━━━━━ THE RECORDS ━━━━━

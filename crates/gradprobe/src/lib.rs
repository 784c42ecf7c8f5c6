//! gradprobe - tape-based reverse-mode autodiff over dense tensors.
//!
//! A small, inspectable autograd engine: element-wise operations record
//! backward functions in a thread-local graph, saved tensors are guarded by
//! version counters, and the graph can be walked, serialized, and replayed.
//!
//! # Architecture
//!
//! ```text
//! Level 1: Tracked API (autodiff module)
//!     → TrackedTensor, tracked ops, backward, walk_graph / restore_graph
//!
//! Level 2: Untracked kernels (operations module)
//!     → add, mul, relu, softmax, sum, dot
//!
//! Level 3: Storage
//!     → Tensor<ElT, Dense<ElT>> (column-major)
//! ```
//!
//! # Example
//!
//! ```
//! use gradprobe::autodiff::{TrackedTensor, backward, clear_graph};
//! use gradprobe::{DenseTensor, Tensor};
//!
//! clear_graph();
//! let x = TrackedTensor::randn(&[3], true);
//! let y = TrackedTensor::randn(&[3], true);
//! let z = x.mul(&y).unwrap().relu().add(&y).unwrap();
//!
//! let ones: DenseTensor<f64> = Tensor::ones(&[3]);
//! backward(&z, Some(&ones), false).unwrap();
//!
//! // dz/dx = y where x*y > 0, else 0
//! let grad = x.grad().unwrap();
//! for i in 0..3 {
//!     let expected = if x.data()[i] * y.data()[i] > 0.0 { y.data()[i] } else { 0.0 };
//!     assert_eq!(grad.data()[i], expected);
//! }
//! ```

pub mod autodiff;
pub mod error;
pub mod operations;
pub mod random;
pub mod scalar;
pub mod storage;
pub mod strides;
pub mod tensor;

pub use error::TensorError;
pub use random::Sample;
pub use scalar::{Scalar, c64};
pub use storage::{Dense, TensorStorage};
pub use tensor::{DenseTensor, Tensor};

━━━━━

_TASK ITEM_. Start at the line with "element-wise operations record". Give that line and every line after it again, word for word, through the last line above.

_REPLY TO THE TASK_.
//! A small, inspectable autograd engine: element-wise operations record
//! backward functions in a thread-local graph, saved tensors are guarded by
//! version counters, and the graph can be walked, serialized, and replayed.
//!
//! # Architecture
//!
//! ```text
//! Level 1: Tracked API (autodiff module)
//!     → TrackedTensor, tracked ops, backward, walk_graph / restore_graph
//!
//! Level 2: Untracked kernels (operations module)
//!     → add, mul, relu, softmax, sum, dot
//!
//! Level 3: Storage
//!     → Tensor<ElT, Dense<ElT>> (column-major)
//! ```
//!
//! # Example
//!
//! ```
//! use gradprobe::autodiff::{TrackedTensor, backward, clear_graph};
//! use gradprobe::{DenseTensor, Tensor};
//!
//! clear_graph();
//! let x = TrackedTensor::randn(&[3], true);
//! let y = TrackedTensor::randn(&[3], true);
//! let z = x.mul(&y).unwrap().relu().add(&y).unwrap();
//!
//! let ones: DenseTensor<f64> = Tensor::ones(&[3]);
//! backward(&z, Some(&ones), false).unwrap();
//!
//! // dz/dx = y where x*y > 0, else 0
//! let grad = x.grad().unwrap();
//! for i in 0..3 {
//!     let expected = if x.data()[i] * y.data()[i] > 0.0 { y.data()[i] } else { 0.0 };
//!     assert_eq!(grad.data()[i], expected);
//! }
//! ```

pub mod autodiff;
pub mod error;
pub mod operations;
pub mod random;
pub mod scalar;
pub mod storage;
pub mod strides;
pub mod tensor;

pub use error::TensorError;
pub use random::Sample;
pub use scalar::{Scalar, c64};
pub use storage::{Dense, TensorStorage};
pub use tensor::{DenseTensor, Tensor};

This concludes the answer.